1. Creepy Crawlers.
Creepy Crawlers were a kid’s dream and, in retrospect, probably a parent’s nightmare. Trying to imagine kids making Creepy Crawlers now, only one image comes to mind: crack. Even back then, I bet it looked like we were cooking up some crack. Hell, I wouldn’t be surprised if that stuff was crack. I’m just happy to be alive. #blessed
…or was that just me? Except no, I couldn’t have been the only one into spying because Harriet The Spy was upon us and I KNOW kids were down with that. Me? I was hooked. Letting neither my Harriet The Spy marble notebook nor my binoculars out of sight, I uncovered some thrilling information: my sister’s nail polish color, for example, her outfit for the 4th of July, and a sneaking suspicion that she was having a lesbian affair with her best friend.
3. Devil Sticks.
How were Devil Sticks cool?
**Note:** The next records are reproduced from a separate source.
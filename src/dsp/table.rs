//! Memoryless nonlinear waveshapers used as excitation mechanisms.
//!
//! # Jet table
//!
//! A cubic sigmoid approximating flow separation at a flute's flue exit:
//!
//! ```text
//! f(x) = clamp(x * (x² - 1), -1, 1)
//! ```
//!
//! # Bow table
//!
//! An empirical friction curve mapping relative bow/string velocity to a
//! friction coefficient. Small velocity differences stick (coefficient near
//! 1), large ones slip:
//!
//! ```text
//! f(x) = min((|x * slope + offset| + 0.75)^-4, 1)
//! ```

/// Cubic jet nonlinearity.
#[derive(Debug, Clone, Default)]
pub struct JetTable {
    last_out: f32,
}

impl JetTable {
    pub fn new() -> Self {
        Self::default()
    }

    #[inline]
    pub fn lookup(&mut self, input: f32) -> f32 {
        self.last_out = (input * (input * input - 1.0)).clamp(-1.0, 1.0);
        self.last_out
    }

    #[inline]
    pub fn last_out(&self) -> f32 {
        self.last_out
    }
}

/// Bow friction curve.
#[derive(Debug, Clone)]
pub struct BowTable {
    slope: f32,
    offset: f32,
    last_out: f32,
}

impl BowTable {
    pub fn new() -> Self {
        Self {
            slope: 0.1,
            offset: 0.0,
            last_out: 0.0,
        }
    }

    pub fn set_slope(&mut self, slope: f32) {
        self.slope = slope;
    }

    pub fn set_offset(&mut self, offset: f32) {
        self.offset = offset;
    }

    pub fn slope(&self) -> f32 {
        self.slope
    }

    #[inline]
    pub fn lookup(&mut self, input: f32) -> f32 {
        let magnitude = (input * self.slope + self.offset).abs() + 0.75;
        self.last_out = magnitude.powi(-4).min(1.0);
        self.last_out
    }

    #[inline]
    pub fn last_out(&self) -> f32 {
        self.last_out
    }
}

impl Default for BowTable {
    fn default() -> Self {
        Self::new()
    }
}
// Purpose - external interfaces, format conversions

pub mod converter;
pub mod midi;
//! Low-level DSP primitives used by the instruments.
//!
//! Every component allocates once at construction and is realtime-safe
//! afterwards, so they can be embedded directly inside instrument structs.
//! Each exposes `tick` for one sample and `last_out` for the most recent one.

/// Band-limited impulse train, sawtooth and square oscillators.
pub mod blit;
/// Non-interpolating, linear and allpass-interpolating delay lines.
pub mod delay;
/// Linear ramp and attack/decay/sustain/release envelopes.
pub mod envelope;
/// One-zero, one-pole, DC blocker, biquad and FIR filters.
pub mod filter;
/// Uniform white noise sources.
pub mod noise;
/// JCRev reverberator.
pub mod reverb;
/// Memoryless jet and bow nonlinearities.
pub mod table;
/// Interpolated table playback.
pub mod wavetable;

pub use envelope::AdsrState;
//! Sitar: a plucked string whose length drifts around its target.
//!
//! Each pluck starts the string slightly off pitch, then the delay glides
//! towards the target by a tiny factor per sample, giving the buzzing,
//! bending attack of the jawari bridge. The excitation is noise shaped by a
//! short envelope rather than a preloaded burst.

use crate::dsp::delay::DelayA;
use crate::dsp::envelope::Adsr;
use crate::dsp::filter::OneZero;
use crate::dsp::noise::Noise;
use crate::instrument::{checked_frequency, clamp_amplitude, Instrument};

const MIN_DELAY: f32 = 0.5;

#[derive(Debug, Clone)]
pub struct Sitar {
    sample_rate: f32,
    delay_line: DelayA,
    loop_filter: OneZero,
    noise: Noise,
    envelope: Adsr,
    loop_gain: f32,
    am_gain: f32,
    delay: f32,
    target_delay: f32,
    frequency: f32,
    last_out: f32,
}

impl Sitar {
    pub fn new(sample_rate: f32, lowest_frequency: f32) -> Self {
        let lowest = checked_frequency("Sitar", lowest_frequency);
        // Room for the initial detuning.
        let capacity = (1.1 * sample_rate / lowest) as usize + 2;

        let mut loop_filter = OneZero::new();
        loop_filter.set_zero(0.01);

        let mut envelope = Adsr::new(sample_rate);
        envelope.set_all_times(0.001, 0.04, 0.0, 0.5);

        let mut sitar = Self {
            sample_rate,
            delay_line: DelayA::new(capacity),
            loop_filter,
            noise: Noise::new(),
            envelope,
            loop_gain: 0.999,
            am_gain: 0.0,
            delay: 0.0,
            target_delay: 0.0,
            frequency: 220.0,
            last_out: 0.0,
        };
        sitar.set_frequency(220.0);
        sitar
    }

    pub fn with_seed(mut self, seed: u64) -> Self {
        self.noise.reseed(seed);
        self
    }

    pub fn frequency(&self) -> f32 {
        self.frequency
    }

    /// Current string delay in samples (drifts towards the target).
    pub fn delay(&self) -> f32 {
        self.delay
    }

    pub fn target_delay(&self) -> f32 {
        self.target_delay
    }

    pub fn pluck(&mut self, amplitude: f32) {
        self.envelope.key_on();
        self.am_gain = 0.1 * clamp_amplitude("Sitar", amplitude);
    }

    pub fn clear(&mut self) {
        self.delay_line.clear();
        self.loop_filter.clear();
        self.last_out = 0.0;
    }
}

impl Instrument for Sitar {
    fn set_frequency(&mut self, frequency: f32) {
        let frequency = checked_frequency("Sitar", frequency);
        self.frequency = frequency;
        let max_delay = self.delay_line.max_delay();
        let target = self.sample_rate / frequency;
        if target > max_delay {
            log::warn!("Sitar: {frequency} Hz is below the lowest supported pitch; clamping");
        }
        // Both ends stay inside the line so the per-sample drift never clamps.
        self.target_delay = target.clamp(MIN_DELAY, max_delay);
        self.delay = (self.target_delay * (1.0 + 0.05 * self.noise.tick())).clamp(MIN_DELAY, max_delay);
        self.delay_line.set_delay(self.delay);
        self.loop_gain = (0.995 + frequency * 0.0000005).min(0.9995);
    }

    fn note_on(&mut self, frequency: f32, amplitude: f32) {
        self.set_frequency(frequency);
        self.pluck(amplitude);
    }

    fn note_off(&mut self, amplitude: f32) {
        let amplitude = clamp_amplitude("Sitar", amplitude);
        self.loop_gain = (1.0 - amplitude).clamp(0.0, 0.99999);
    }

    fn control_change(&mut self, number: u16, _value: f32) {
        log::warn!("Sitar: undefined control number {number}");
    }

    #[inline]
    fn tick(&mut self) -> f32 {
        if (self.target_delay - self.delay).abs() > 0.001 {
            if self.target_delay < self.delay {
                self.delay = (self.delay * 0.99999).max(self.target_delay);
            } else {
                self.delay = (self.delay * 1.00001).min(self.target_delay);
            }
            self.delay_line.set_delay(self.delay);
        }

        let excitation = self.am_gain * self.envelope.tick() * self.noise.tick();
        let feedback = self.loop_filter.tick(self.delay_line.last_out() * self.loop_gain);
        self.last_out = self.delay_line.tick(feedback + excitation);
        self.last_out
    }

    fn last_out(&self) -> f32 {
        self.last_out
    }
}

#[cfg(test)]
mod tests {
    use super::*;

    #[test]
    fn pitch_below_lowest_stays_inside_the_line() {
        let mut sitar = Sitar::new(22_050.0, 50.0).with_seed(8);
        sitar.note_on(40.0, 0.8);
        let max_delay = sitar.delay_line.max_delay();
        assert!(sitar.target_delay() <= max_delay);
        for _ in 0..10_000 {
            let sample = sitar.tick();
            assert!(sample.is_finite());
            // The line takes every drift step without clamping.
            assert!((sitar.delay_line.delay() - sitar.delay()).abs() < 1e-4);
            assert!(sitar.delay() <= max_delay);
        }
        assert!((sitar.delay() - sitar.target_delay()).abs() < 0.01);
    }

    #[test]
    fn delay_drifts_towards_target() {
        let mut sitar = Sitar::new(22_050.0, 50.0).with_seed(21);
        sitar.note_on(220.0, 1.0);
        let start_gap = (sitar.delay() - sitar.target_delay()).abs();
        for _ in 0..2_000 {
            sitar.tick();
        }
        let end_gap = (sitar.delay() - sitar.target_delay()).abs();
        // About 0.001 samples of glide per tick at this pitch.
        assert!(end_gap <= (start_gap - 1.5).max(0.002), "{start_gap} -> {end_gap}");
    }

    #[test]
    fn initial_detuning_within_five_percent() {
        let mut sitar = Sitar::new(44_100.0, 50.0);
        for _ in 0..20 {
            sitar.set_frequency(300.0);
            let ratio = sitar.delay() / sitar.target_delay();
            assert!((0.95..=1.05).contains(&ratio), "{ratio}");
        }
    }

    #[test]
    fn pluck_produces_sound() {
        let mut sitar = Sitar::new(22_050.0, 50.0).with_seed(4);
        sitar.note_on(200.0, 0.8);
        let energy: f32 = (0..4_000).map(|_| sitar.tick().powi(2)).sum();
        assert!(energy > 0.0);
    }
}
But more importantly, how was I so good at them? I was five-going-on-six years old, and I could do a one-handed helicopter with my Devil Sticks. But back to my primary concern: how were they cool? I’d saunter my way into school, devil sticks in one hand and a very neglect-worthy sticker collection in the other, and I was IN. The devil sticks were in, we were all in, as I gracefully peaked.
4. Gooey Louie.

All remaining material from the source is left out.